Alfred Magilton Best (August 31, 1876 – May 6, 1958) was an American insurance industry executive who founded the firm now known as AM Best to evaluate the financial stability of insurance companies, their ability to pay claims, as well as the financial viability of surplus notes and other financial instruments issued by insurers.

== Biography ==
Born on August 3, 1876, in Caldwell, New Jersey, Best was first hired in the insurance industry as a teenager, working for insurers and brokers. Working for a planned insurance company in his late teens and earning a "princely sum" of a salary that he thought was unjustifiably high, he realized that the company he was working for was a "den of thieves". Working for The Spectator, a leading insurance publication, he realized that there were insurers who were issuing policies but lacked the capital to adequately cover losses.

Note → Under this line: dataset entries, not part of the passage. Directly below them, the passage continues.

//! Lock-free page table mapping page IDs to cache frames.

use crate::frame::FrameId;
use aion_common::page::PageId;
use std::sync::atomic::{AtomicU32, AtomicU64, Ordering};

/// Direct array size for file_id=0 pages. Covers the first 16384 pages
/// (~256 MB at 16 KB pages) of the primary index file.
const DIRECT_PATH_SIZE: usize = 16384;

/// Sentinel value for empty slots in the direct path.
const EMPTY_FRAME: u32 = u32::MAX;

/// Sentinel value for empty key slots in the hash table.
const EMPTY_KEY: u64 = u64::MAX;

/// Sentinel value for deleted key slots.
const TOMBSTONE_KEY: u64 = u64::MAX - 1;

/// Lock-free page table mapping PageId to FrameId.
///
/// Two-tier lookup: a direct array for the primary file's low page
/// numbers, and an open-addressing hash table with linear probing for
/// everything else.
pub struct PageTable {
    /// Direct array for file_id=0 pages. Stores frame_id directly.
    direct_path: Box<[AtomicU32]>,
    /// Hash table keys (full 64-bit PageId).
    hash_keys: Box<[AtomicU64]>,
    /// Hash table values (frame_id).
    hash_values: Box<[AtomicU32]>,
    /// Bitmask for hash table indexing (hash_size - 1).
    hash_mask: usize,
}

impl PageTable {
    /// Creates a new page table with capacity for the given number of frames.
    pub fn new(capacity: usize) -> Self {
        // Hash table size = next power of 2, 2x capacity for ~50% load factor
        let hash_size = (capacity * 2).next_power_of_two().max(1024);

        let direct_path: Box<[AtomicU32]> = (0..DIRECT_PATH_SIZE)
            .map(|_| AtomicU32::new(EMPTY_FRAME))
            .collect();
        let hash_keys: Box<[AtomicU64]> = (0..hash_size)
            .map(|_| AtomicU64::new(EMPTY_KEY))
            .collect();
        let hash_values: Box<[AtomicU32]> = (0..hash_size)
            .map(|_| AtomicU32::new(EMPTY_FRAME))
            .collect();

        Self {
            direct_path,
            hash_keys,
            hash_values,
            hash_mask: hash_size - 1,
        }
    }

    #[inline]
    fn hash_index(&self, key: u64) -> usize {
        // Fibonacci hashing spreads sequential page numbers.
        (key.wrapping_mul(0x9E37_79B9_7F4A_7C15) >> 32) as usize & self.hash_mask
    }

    #[inline]
    fn is_direct(page_id: PageId) -> bool {
        page_id.file_id == 0 && page_id.page_num < DIRECT_PATH_SIZE as u32
    }

    /// Looks up a page ID and returns its frame ID if present.
    #[inline(always)]
    pub fn get(&self, page_id: PageId) -> Option<FrameId> {
        if Self::is_direct(page_id) {
            let val = self.direct_path[page_id.page_num as usize].load(Ordering::Acquire);
            if val != EMPTY_FRAME {
                return Some(FrameId(val));
            }
            return None;
        }
        self.get_from_hash(page_id)
    }

    #[inline]
    fn get_from_hash(&self, page_id: PageId) -> Option<FrameId> {
        let key = page_id.as_u64();
        let mut idx = self.hash_index(key);

        for _ in 0..self.hash_keys.len() {
            let stored_key = self.hash_keys[idx].load(Ordering::Acquire);
            if stored_key == EMPTY_KEY {
                return None;
            }
            if stored_key == key {
                return Some(FrameId(self.hash_values[idx].load(Ordering::Acquire)));
            }
            // Skip tombstones and continue probing
            idx = (idx + 1) & self.hash_mask;
        }
        None
    }

    /// Inserts a page ID to frame ID mapping. Returns true on success.
    pub fn insert(&self, page_id: PageId, frame_id: FrameId) -> bool {
        if Self::is_direct(page_id) {
            self.direct_path[page_id.page_num as usize].store(frame_id.0, Ordering::Release);
            return true;
        }

        let key = page_id.as_u64();
        let mut idx = self.hash_index(key);

        for _ in 0..self.hash_keys.len() {
            let stored_key = self.hash_keys[idx].load(Ordering::Acquire);
            if stored_key == EMPTY_KEY || stored_key == TOMBSTONE_KEY || stored_key == key {
                // Value first, then key, so a concurrent reader that sees
                // the key also sees the value.
                self.hash_values[idx].store(frame_id.0, Ordering::Release);
                self.hash_keys[idx].store(key, Ordering::Release);
                return true;
            }
            idx = (idx + 1) & self.hash_mask;
        }
        false
    }

    /// Removes a mapping. Returns the frame it mapped to, if any.
    pub fn remove(&self, page_id: PageId) -> Option<FrameId> {
        if Self::is_direct(page_id) {
            let prev = self.direct_path[page_id.page_num as usize]
                .swap(EMPTY_FRAME, Ordering::AcqRel);
            if prev != EMPTY_FRAME {
                return Some(FrameId(prev));
            }
            return None;
        }

        let key = page_id.as_u64();
        let mut idx = self.hash_index(key);

        for _ in 0..self.hash_keys.len() {
            let stored_key = self.hash_keys[idx].load(Ordering::Acquire);
            if stored_key == EMPTY_KEY {
                return None;
            }
            if stored_key == key {
                let frame = self.hash_values[idx].load(Ordering::Acquire);
                self.hash_keys[idx].store(TOMBSTONE_KEY, Ordering::Release);
                return Some(FrameId(frame));
            }
            idx = (idx + 1) & self.hash_mask;
        }
        None
    }

    /// Number of mapped pages.
    pub fn len(&self) -> usize {
        let direct = self
            .direct_path
            .iter()
            .filter(|slot| slot.load(Ordering::Relaxed) != EMPTY_FRAME)
            .count();
        let hashed = self
            .hash_keys
            .iter()
            .filter(|slot| {
                let k = slot.load(Ordering::Relaxed);
                k != EMPTY_KEY && k != TOMBSTONE_KEY
            })
            .count();
        direct + hashed
    }

    /// Returns true if no pages are mapped.
    pub fn is_empty(&self) -> bool {
        self.len() == 0
    }

    /// Returns true if the page is mapped.
    pub fn contains(&self, page_id: PageId) -> bool {
        self.get(page_id).is_some()
    }

    /// Visits every mapping; the callback returns false to stop early.
    pub fn for_each(&self, mut f: impl FnMut(PageId, FrameId) -> bool) {
        for (page_num, slot) in self.direct_path.iter().enumerate() {
            let val = slot.load(Ordering::Acquire);
            if val != EMPTY_FRAME && !f(PageId::new(0, page_num as u32), FrameId(val)) {
                return;
            }
        }
        for (idx, slot) in self.hash_keys.iter().enumerate() {
            let key = slot.load(Ordering::Acquire);
            if key != EMPTY_KEY && key != TOMBSTONE_KEY {
                let frame = self.hash_values[idx].load(Ordering::Acquire);
                if !f(PageId::from_u64(key), FrameId(frame)) {
                    return;
                }
            }
        }
    }
}

#[cfg(test)]
mod tests {
    use super::*;

    #[test]
    fn test_page_table_direct_path() {
        let table = PageTable::new(16);
        let page_id = PageId::new(0, 5);

        assert!(table.get(page_id).is_none());
        assert!(table.insert(page_id, FrameId(3)));
        assert_eq!(table.get(page_id), Some(FrameId(3)));
        assert_eq!(table.remove(page_id), Some(FrameId(3)));
        assert!(table.get(page_id).is_none());
    }

    #[test]
    fn test_page_table_hash_path() {
        let table = PageTable::new(16);
        // High file_id forces the hash path.
        let page_id = PageId::new(3, 77);

        assert!(table.insert(page_id, FrameId(9)));
        assert_eq!(table.get(page_id), Some(FrameId(9)));
        assert_eq!(table.remove(page_id), Some(FrameId(9)));
        assert!(table.get(page_id).is_none());
    }

    #[test]
    fn test_page_table_overwrite() {
        let table = PageTable::new(16);
        let page_id = PageId::new(1, 1);

        table.insert(page_id, FrameId(1));
        table.insert(page_id, FrameId(2));
        assert_eq!(table.get(page_id), Some(FrameId(2)));
    }

    #[test]
    fn test_page_table_len() {
        let table = PageTable::new(16);
        assert!(table.is_empty());

        table.insert(PageId::new(0, 1), FrameId(1));
        table.insert(PageId::new(2, 1), FrameId(2));
        assert_eq!(table.len(), 2);

        table.remove(PageId::new(2, 1));
        assert_eq!(table.len(), 1);
    }

    #[test]
    fn test_page_table_tombstone_reuse() {
        let table = PageTable::new(16);
        let a = PageId::new(5, 100);
        let b = PageId::new(5, 200);

        table.insert(a, FrameId(1));
        table.remove(a);
        table.insert(b, FrameId(2));

        assert!(table.get(a).is_none());
        assert_eq!(table.get(b), Some(FrameId(2)));
    }

    #[test]
    fn test_page_table_for_each() {
        let table = PageTable::new(16);
        table.insert(PageId::new(0, 1), FrameId(1));
        table.insert(PageId::new(1, 2), FrameId(2));
        table.insert(PageId::new(2, 3), FrameId(3));

        let mut seen = Vec::new();
        table.for_each(|page_id, frame_id| {
            seen.push((page_id, frame_id));
            true
        });
        assert_eq!(seen.len(), 3);
    }

    #[test]
    fn test_page_table_many_hash_entries() {
        let table = PageTable::new(256);
        for i in 0..200u32 {
            assert!(table.insert(PageId::new(7, i), FrameId(i)));
        }
        for i in 0..200u32 {
            assert_eq!(table.get(PageId::new(7, i)), Some(FrameId(i)));
        }
    }
}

In 1897, Best started a business with two other partners to produce financial reports on insurers, but the partnership fizzled out after 18 months.

Building on his industry experience, Best established his eponymous company in 1899 to provide guidance to brokers and customers about the financial status of insurers based on analysis of their accounting records. Beginning with a series of annual evaluations, he added monthly reports in 1904 and started issuing formal ratings in 1906. After the 1906 San Francisco earthquake, Best and his staff devoted months to producing a report analyzing the impact of fire losses experienced by more than 200 insurers, which generated sales of 250,000 copies and generated publicity for A. M. Best.

In 1958, Best was named Insurance Man of the Year by the Federation of Insurance Counsels. He was posthumously inducted into the Insurance Hall of Fame in 1962.

In addition to his insurance and construction interests, Best grew flowers and ran a dairy farm in Peru, Vermont. A resident of Sutton Place South in Manhattan, he died on May 6, 1958, and was survived by a daughter and a son.